Among the most profound moments of my life and ministry was being at the bedside of Terri Schindler Schiavo as she was dehydrated and starved to death by court order in Florida in 2005. Only a short list of people, approved by the family and the court, could even enter her room. I was among them.
I have written before about the armed police officers who stood around Terri’s bed and at the door of her room to make sure no one slipped her a sip of water to ease her suffering as she lay dying of thirst. But right next to her head was a vase of flowers, lush and bursting with color as they soaked up the water in the vase. It was absurd.
Terri’s death was neither quick nor painless. It took nearly two weeks, her family standing by, ensnared in a nightmare that not even the most sadistic mind could have contrived. We saw her face, locked in an expression of horrified sadness, as she dehydrated to death, and it’s an image that will live in my memory forever. So will the image of the flowers.
While the hospital has once again begun feeding Baby Alfie, there is no guarantee it will to continue. To imagine what happened to Terri Schiavo being experienced by this precious 23-month-old child is more than many of us can bear. And as with Terri Schiavo, the overall disregard the hospital has shown him is outrageously unfair and completely unnecessary.
Tom Evans and Kate James, Alfie’s parents, don’t want anything from England, or Alder Hey Hospital, other than to be allowed to wrap their arms around their precious child and carry him out of the hospital where he has been a patient since December 2016. An ambulance is waiting outside to take him to a medical jet, which will fly him to Bambino Gesu Hospital in Rome, where life is sacred and bursting with possibility. Pope Francis supports this move. The Italian government has granted Baby Alfie citizenship.
But doctors and judges won’t let Baby Alfie’s parents exercise the right that is already theirs. Terri Schiavo’s parents were deprived of that right as well, because her husband wanted her to die. But in Baby Alfie’s case, the family is united. His parents should be the final authority in deciding about his care, not the doctors who say his treatment is futile, nor the judges who can’t seem to see beyond their hallowed halls.
Baby Alfie’s parents -- at 20 and 21, wise beyond their years – reached out to me in this case for help. They understand that the mysterious and as-yet-undiagnosed illness afflicting their son might well claim his life, but they are willing take the chance that a treatment might yet be discovered. And they understand there might be no such treatment.

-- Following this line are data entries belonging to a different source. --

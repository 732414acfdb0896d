mod cli;
mod demo;
mod infra;
mod routes;
mod server;

use interview_coach::AppError;

pub async fn run() -> Result<(), AppError> {
    cli::run().await
}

This is not unlike the situation of another couple who also reached out to me about their baby boy back in 2011. Moe and Sana Maraachli’s child, who came to be known around the world as Baby Joseph, was in a hospital in London, Ontario, suffering from the same illness that claimed the life of their older child. They knew Baby Joseph would succumb as well, but they wanted him to have the basic care he needed – starting with a simple tracheotomy. But the hospital refused to provide it.
With the help of Priests for Life and many others, the hospital finally agreed to let him go. An air ambulance was donated by Kalitta MedFlight, and I flew to Ontario to meet Baby Joseph and his dad. A midnight flight took the three of us to Cardinal Glennon Children’s Hospital in St. Louis. Baby Joseph got the care he needed in St. Louis, and once he was able to breathe stably on his own, was allowed to go home where he lived for another six months with his loving parents and brother.

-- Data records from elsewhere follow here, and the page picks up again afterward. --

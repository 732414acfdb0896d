use std::sync::Arc;

use axum::{
    extract::{rejection::JsonRejection, Path, Query, State},
    http::StatusCode,
    response::{IntoResponse, Response},
    routing::{delete, get, post},
    Router,
};
use chrono::{DateTime, Utc};
use serde::{Deserialize, Serialize};
use serde_json::json;

use super::domain::{AnswerRecord, PracticeSession, SessionId, SessionSummary};
use super::repository::SessionRepository;
use super::service::{PracticeService, PracticeServiceError};
use crate::catalog::{QuestionCategory, QuestionId};
use crate::critique::Critique;
use crate::error::AppError;

/// Router builder exposing the catalog, scoring, critique and session endpoints.
pub fn practice_router<R>(service: Arc<PracticeService<R>>) -> Router
where
    R: SessionRepository + 'static,
{
    Router::new()
        .route("/api/v1/questions", get(list_questions_handler::<R>))
        .route(
            "/api/v1/questions/:question_id",
            get(question_handler::<R>),
        )
        .route("/api/v1/evaluate", post(evaluate_handler::<R>))
        .route("/api/v1/critique", post(critique_handler::<R>))
        .route("/api/v1/sessions", post(start_session_handler::<R>))
        .route(
            "/api/v1/sessions/:session_id",
            get(session_handler::<R>).delete(close_session_handler::<R>),
        )
        .route(
            "/api/v1/sessions/:session_id/answers",
            post(submit_answer_handler::<R>),
        )
        .route(
            "/api/v1/sessions/:session_id/answers/:question_id",
            delete(reset_answer_handler::<R>),
        )
        .route(
            "/api/v1/sessions/:session_id/answers/:question_id/critique",
            post(session_critique_handler::<R>),
        )
        .with_state(service)
}

#[derive(Debug, Deserialize)]
pub(crate) struct ListParams {
    category: Option<String>,
}

/// Body shared by the scoring and session answer endpoints.
#[derive(Debug, Clone, Serialize, Deserialize)]
#[serde(rename_all = "camelCase")]
pub struct AnswerPayload {
    pub question_id: QuestionId,
    pub answer: String,
}

/// Lenient body for the critique endpoint so missing fields produce envelope errors.
#[derive(Debug, Default, Deserialize)]
#[serde(rename_all = "camelCase")]
pub(crate) struct CritiqueRequest {
    question_id: Option<String>,
    answer: Option<String>,
}

#[derive(Debug, Serialize)]
#[serde(rename_all = "camelCase")]
struct SessionStarted {
    session_id: SessionId,
    started_at: DateTime<Utc>,
}

#[derive(Debug, Serialize)]
#[serde(rename_all = "camelCase")]
struct SessionView<'a> {
    session_id: &'a SessionId,
    started_at: DateTime<Utc>,
    summary: SessionSummary,
    records: &'a [AnswerRecord],
}

impl<'a> From<&'a PracticeSession> for SessionView<'a> {
    fn from(session: &'a PracticeSession) -> Self {
        Self {
            session_id: &session.id,
            started_at: session.started_at,
            summary: session.summary(),
            records: session.records(),
        }
    }
}

fn error_response(err: PracticeServiceError) -> Response {
    AppError::from(err).into_response()
}

fn rejection_response(rejection: JsonRejection) -> Response {
    let payload = json!({ "error": format!("invalid request body: {}", rejection.body_text()) });
    (StatusCode::BAD_REQUEST, axum::Json(payload)).into_response()
}

fn critique_success(critique: Critique) -> Response {
    let payload = json!({ "ok": true, "feedback": critique });
    (StatusCode::OK, axum::Json(payload)).into_response()
}

fn critique_failure(status: StatusCode, message: impl Into<String>) -> Response {
    let payload = json!({ "ok": false, "error": message.into() });
    (status, axum::Json(payload)).into_response()
}

fn critique_error_response(err: PracticeServiceError) -> Response {
    let err = AppError::from(err);
    critique_failure(err.status(), err.to_string())
}

pub(crate) async fn list_questions_handler<R>(
    State(service): State<Arc<PracticeService<R>>>,
    Query(params): Query<ListParams>,
) -> Response
where
    R: SessionRepository + 'static,
{
    let catalog = service.catalog();
    match params.category.as_deref().map(str::trim).filter(|raw| !raw.is_empty()) {
        None => (StatusCode::OK, axum::Json(catalog.questions())).into_response(),
        Some(raw) => match QuestionCategory::parse(raw) {
            Some(category) => {
                let questions: Vec<_> = catalog.by_category(category).collect();
                (StatusCode::OK, axum::Json(questions)).into_response()
            }
            None => {
                let payload = json!({ "error": format!("unknown question category '{raw}'") });
                (StatusCode::BAD_REQUEST, axum::Json(payload)).into_response()
            }
        },
    }
}

pub(crate) async fn question_handler<R>(
    State(service): State<Arc<PracticeService<R>>>,
    Path(question_id): Path<String>,
) -> Response
where
    R: SessionRepository + 'static,
{
    let id = QuestionId(question_id);
    match service.catalog().get(&id) {
        Some(question) => (StatusCode::OK, axum::Json(question)).into_response(),
        None => error_response(PracticeServiceError::UnknownQuestion(id)),
    }
}

pub(crate) async fn evaluate_handler<R>(
    State(service): State<Arc<PracticeService<R>>>,
    body: Result<axum::Json<AnswerPayload>, JsonRejection>,
) -> Response
where
    R: SessionRepository + 'static,
{
    let payload = match body {
        Ok(axum::Json(payload)) => payload,
        Err(rejection) => return rejection_response(rejection),
    };
    match service.evaluate_once(&payload.question_id, &payload.answer) {
        Ok(result) => (StatusCode::OK, axum::Json(result)).into_response(),
        Err(err) => error_response(err),
    }
}

pub(crate) async fn critique_handler<R>(
    State(service): State<Arc<PracticeService<R>>>,
    body: Result<axum::Json<CritiqueRequest>, JsonRejection>,
) -> Response
where
    R: SessionRepository + 'static,
{
    let Ok(axum::Json(request)) = body else {
        return critique_failure(
            StatusCode::BAD_REQUEST,
            "malformed request: send questionId and answer as JSON",
        );
    };

    let Some(question_id) = request.question_id.filter(|id| !id.trim().is_empty()) else {
        return critique_failure(StatusCode::BAD_REQUEST, "questionId is required");
    };
    let Some(answer) = request.answer.filter(|answer| !answer.is_empty()) else {
        return critique_failure(StatusCode::BAD_REQUEST, "answer is required");
    };

    match service.critique(&QuestionId(question_id), &answer).await {
        Ok(critique) => critique_success(critique),
        Err(err) => critique_error_response(err),
    }
}

pub(crate) async fn start_session_handler<R>(
    State(service): State<Arc<PracticeService<R>>>,
) -> Response
where
    R: SessionRepository + 'static,
{
    match service.start_session() {
        Ok(session) => {
            let payload = SessionStarted {
                session_id: session.id,
                started_at: session.started_at,
            };
            (StatusCode::CREATED, axum::Json(payload)).into_response()
        }
        Err(err) => error_response(err),
    }
}

pub(crate) async fn session_handler<R>(
    State(service): State<Arc<PracticeService<R>>>,
    Path(session_id): Path<String>,
) -> Response
where
    R: SessionRepository + 'static,
{
    match service.session(&SessionId(session_id)) {
        Ok(session) => (StatusCode::OK, axum::Json(SessionView::from(&session))).into_response(),
        Err(err) => error_response(err),
    }
}

pub(crate) async fn close_session_handler<R>(
    State(service): State<Arc<PracticeService<R>>>,
    Path(session_id): Path<String>,
) -> Response
where
    R: SessionRepository + 'static,
{
    match service.close_session(&SessionId(session_id)) {
        Ok(()) => StatusCode::NO_CONTENT.into_response(),
        Err(err) => error_response(err),
    }
}

pub(crate) async fn submit_answer_handler<R>(
    State(service): State<Arc<PracticeService<R>>>,
    Path(session_id): Path<String>,
    body: Result<axum::Json<AnswerPayload>, JsonRejection>,
) -> Response
where
    R: SessionRepository + 'static,
{
    let payload = match body {
        Ok(axum::Json(payload)) => payload,
        Err(rejection) => return rejection_response(rejection),
    };
    match service.submit_answer(&SessionId(session_id), &payload.question_id, &payload.answer) {
        Ok(result) => (StatusCode::OK, axum::Json(result)).into_response(),
        Err(err) => error_response(err),
    }
}

pub(crate) async fn reset_answer_handler<R>(
    State(service): State<Arc<PracticeService<R>>>,
    Path((session_id, question_id)): Path<(String, String)>,
) -> Response
where
    R: SessionRepository + 'static,
{
    match service.reset_answer(&SessionId(session_id), &QuestionId(question_id)) {
        Ok(()) => StatusCode::NO_CONTENT.into_response(),
        Err(err) => error_response(err),
    }
}

pub(crate) async fn session_critique_handler<R>(
    State(service): State<Arc<PracticeService<R>>>,
    Path((session_id, question_id)): Path<(String, String)>,
) -> Response
where
    R: SessionRepository + 'static,
{
    match service
        .request_critique(&SessionId(session_id), &QuestionId(question_id))
        .await
    {
        Ok(critique) => critique_success(critique),
        Err(err) => critique_error_response(err),
    }
}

If Alder Hey Hospital has its way, Baby Alfie will die in a hospital unwilling to treat him or to let others do so. No one, not even the medical staff or the judges who ruled against every appeal, can expect these parents will ever be the same after standing by helpless as their son was murdered by court order.
None of us will ever be quite the same. Nor should we. Whether it approaches naturally or unnaturally, we can sometimes break the advance of death, and other times not. But we can always break the silence.